«El silencio no existe… En el escenario habla mi alma, y ese respeto al silencio es capaz de tocar a la gente, más profundamente que cualquier palabra.»
Marcel Marceau
El silencio es un elemento fundamental del teatro, como lo es de la música o de la propia vida. Prueba de ello es que en el teatro de texto encontramos numerosos dramaturgos que tienen la necesidad de señalar los silencios acotándolos en sus obras. Nuestra tendencia en el escenario y fuera de él, es llenar el silencio con el gesto (podemos observar multitud de movimientos inconscientes: balancearse, retorcerse las manos, mesarse el pelo…) y, sobretodo, con la palabra. Pero ¿porqué nos incomoda el silencio?
El ruido interno y externo nos distrae, toma el hilo constante de nuestro pensamiento y lo lleva de aquí para allá sin descanso. Al acallarse el ruido no sabemos cómo comportarnos y nuestra mente se apresura a llenarla de movimiento o de palabras: más ruido, auto distracción… tememos el vacío, nuestro propio vacío, e intentamos llenarlo.
El silencio cuando se logra en profundidad nos sitúa en lo que ocurre aquí y ahora, nuestra mente se aquieta y abandona sus ficticios viajes al pasado ya inamovible y al futuro impredecible. En el silencio contactamos con la mente, con el cuerpo, con las emociones y tal vez con algo que nos trasciende, el silencio permite que oigamos alto y claro y nos facilita poder poner la mirada en el otro y en la experiencia que sea que compartimos en ese momento.
Mientras que la palabra es la manifestación de la racionalidad, el silencio permite transitar el espacio vivencial de la experiencia y la interacción tal y como se presenta, sin la constante mediación de nuestra lógica o nuestras preocupaciones.
En el escenario, la mente racional va a traicionarnos más que ayudarnos y, por eso, el silencio es un elemento imprescindible para la construcción del personaje y de la escena.

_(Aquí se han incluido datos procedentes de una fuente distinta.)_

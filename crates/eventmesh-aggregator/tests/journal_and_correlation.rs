//! Journal bounds, replay and correlation tracking through the aggregator.

use std::sync::{Arc, Mutex};
use std::time::Duration;

use chrono::Duration as ChronoDuration;
use eventmesh_aggregator::{AggregatorConfig, EventAggregator, ReplayFilter};
use eventmesh_test_support::{ManualClock, fixed_instant};
use serde_json::json;

fn aggregator_on(clock: &Arc<ManualClock>, config: AggregatorConfig) -> EventAggregator {
    EventAggregator::with_collaborators(config, Arc::clone(clock) as _, None)
}

#[test]
fn test_journal_keeps_newest_entries_and_replays_them_in_order() {
    // Arrange
    let clock = Arc::new(ManualClock::default());
    let aggregator = aggregator_on(&clock, AggregatorConfig::default().with_journal_capacity(1000));
    aggregator.register_domain("metrics", ["sample"]);
    for n in 0..1200 {
        aggregator.publish("metrics", "sample", json!({ "n": n })).unwrap();
    }
    let seen: Arc<Mutex<Vec<u64>>> = Arc::default();
    let sink = Arc::clone(&seen);
    let _sub = aggregator.subscribe("metrics", "sample", move |envelope| {
        sink.lock().unwrap().push(envelope.payload["n"].as_u64().unwrap());
        Ok(())
    });

    // Act
    let replayed = aggregator.replay_events(&ReplayFilter::all()).unwrap();

    // Assert
    assert_eq!(aggregator.journal().len(), 1000);
    assert_eq!(replayed, 1000);
    let seen = seen.lock().unwrap();
    assert_eq!(seen.len(), 1000);
    assert_eq!(seen.first(), Some(&200));
    assert_eq!(seen.last(), Some(&1199));
    assert!(seen.windows(2).all(|pair| pair[0] < pair[1]));
}

#[test]
fn test_replay_neither_journals_nor_correlates() {
    // Arrange
    let clock = Arc::new(ManualClock::default());
    let aggregator = aggregator_on(&clock, AggregatorConfig::default());
    aggregator.register_domain("orders", ["created"]);
    aggregator
        .publish("orders", "created", json!({ "correlationId": "c-1" }))
        .unwrap();
    let before = aggregator.stats();

    // Act
    let replayed = aggregator.replay_events(&ReplayFilter::all()).unwrap();

    // Assert
    assert_eq!(replayed, 1);
    assert_eq!(aggregator.stats(), before);
    assert_eq!(aggregator.correlation_chain("c-1").unwrap().events.len(), 1);
}

#[test]
fn test_replay_filter_selects_domain_and_time_window() {
    // Arrange
    let clock = Arc::new(ManualClock::default());
    let aggregator = aggregator_on(&clock, AggregatorConfig::default());
    aggregator.register_domain("orders", ["created"]);
    aggregator.register_domain("billing", ["charged"]);
    for minute in 0..5 {
        aggregator.publish("orders", "created", json!({ "minute": minute })).unwrap();
        aggregator.publish("billing", "charged", json!({ "minute": minute })).unwrap();
        clock.advance(ChronoDuration::minutes(1));
    }
    let seen: Arc<Mutex<Vec<i64>>> = Arc::default();
    let sink = Arc::clone(&seen);
    let _sub = aggregator.subscribe("orders", "created", move |envelope| {
        sink.lock().unwrap().push(envelope.payload["minute"].as_i64().unwrap());
        Ok(())
    });

    // Act
    let filter = ReplayFilter::all()
        .domain("orders")
        .after(fixed_instant())
        .before(fixed_instant() + ChronoDuration::minutes(4));
    let replayed = aggregator.replay_events(&filter).unwrap();

    // Assert
    assert_eq!(replayed, 3);
    assert_eq!(*seen.lock().unwrap(), vec![1, 2, 3]);
}

#[test]
fn test_correlation_chain_spans_domains() {
    // Arrange
    let clock = Arc::new(ManualClock::default());
    let aggregator = aggregator_on(&clock, AggregatorConfig::default());
    aggregator.register_domain("orders", ["created", "shipped"]);
    aggregator.register_domain("billing", ["charged"]);

    // Act
    aggregator
        .publish("orders", "created", json!({ "correlationId": "trace-1" }))
        .unwrap();
    clock.advance(ChronoDuration::seconds(2));
    aggregator
        .publish("billing", "charged", json!({ "correlationId": "trace-1" }))
        .unwrap();
    clock.advance(ChronoDuration::seconds(3));
    aggregator
        .publish("orders", "shipped", json!({ "correlationId": "trace-1" }))
        .unwrap();
    let chain = aggregator.correlation_chain("trace-1").unwrap();

    // Assert
    let hops: Vec<(&str, &str)> = chain
        .events
        .iter()
        .map(|link| (link.domain.as_str(), link.topic.as_str()))
        .collect();
    assert_eq!(
        hops,
        vec![("orders", "created"), ("billing", "charged"), ("orders", "shipped")]
    );
    assert_eq!(chain.domains, vec!["billing", "orders"]);
    assert_eq!(chain.duration, Duration::from_secs(5));
    assert_eq!(chain.events[2].timestamp, fixed_instant() + ChronoDuration::seconds(5));
}

#[test]
fn test_stale_correlations_are_evicted_past_the_bound() {
    // Arrange
    let clock = Arc::new(ManualClock::default());
    let aggregator = aggregator_on(&clock, AggregatorConfig::default().with_max_correlations(3));
    aggregator.register_domain("d", ["t"]);
    for id in ["a", "b", "c"] {
        aggregator.publish("d", "t", json!({ "correlationId": id })).unwrap();
    }
    clock.advance(ChronoDuration::minutes(61));

    // Act
    aggregator.publish("d", "t", json!({ "correlationId": "fresh" })).unwrap();

    // Assert
    assert_eq!(aggregator.stats().correlations_tracked, 1);
    assert!(aggregator.correlation_chain("a").is_none());
    assert!(aggregator.correlation_chain("fresh").is_some());
}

Por supuesto, es imposible desconectar la mente y los actores necesitan de racionalidad ya que pueden existir consignas técnicas que sea imprescindible cumplir: recordar el texto, situarse sobre una determinada marca, colocarse bajo los focos, seguir una coreografía de espadas… La mente activa y práctica es necesaria, pero hay que acostumbrarla a que deje espacio al silencio, a la nada, al vacío. Debe conocer y saber de memoria un texto, pero debe encontrarse en un estado suficientemente vacuo para dejar que las palabras fluyan como si fuera la primera vez que son pensadas y pronunciadas y para encajar las palabras y la actitud del otro del mismo modo.
Ponemos el piloto automático, pero esta vez, en lugar de ponerlo sobre las emociones y sobre la vivencia del preciso instante en que nos encontramos como solemos hacer, lo ponemos sobre la mente práctica: sabe lo que tiene que hacer, que lo haga, pero sin copar nuestra atención. El silencio permite el contacto con mi emoción y con la del otro, permite acoger lo que el otro me propone sin prejuicio ni anticipación y reaccionar tal y como surge del momento y del contacto.
El silencio es necesario para que ocurra lo que llamamos la magia del teatro: los actores se encuentran casi vacíos de sí mismos y se llenan de lo que ocurre a su alrededor, son receptivos al impacto que causan en ellos mismos los demás, con sus palabras, sus gestos o sus propios silencios. El silencio es un canal abierto a que pueda ocurrir cualquier cosa, un canal generoso con el otro y con uno mismo, es estar presente desde más allá de la mente y la acción cotidiana, es estar presente con conciencia y apertura para permitirnos darnos cuenta de todo lo que pasa, cuando supuestamente no pasa nada y todo puede suceder.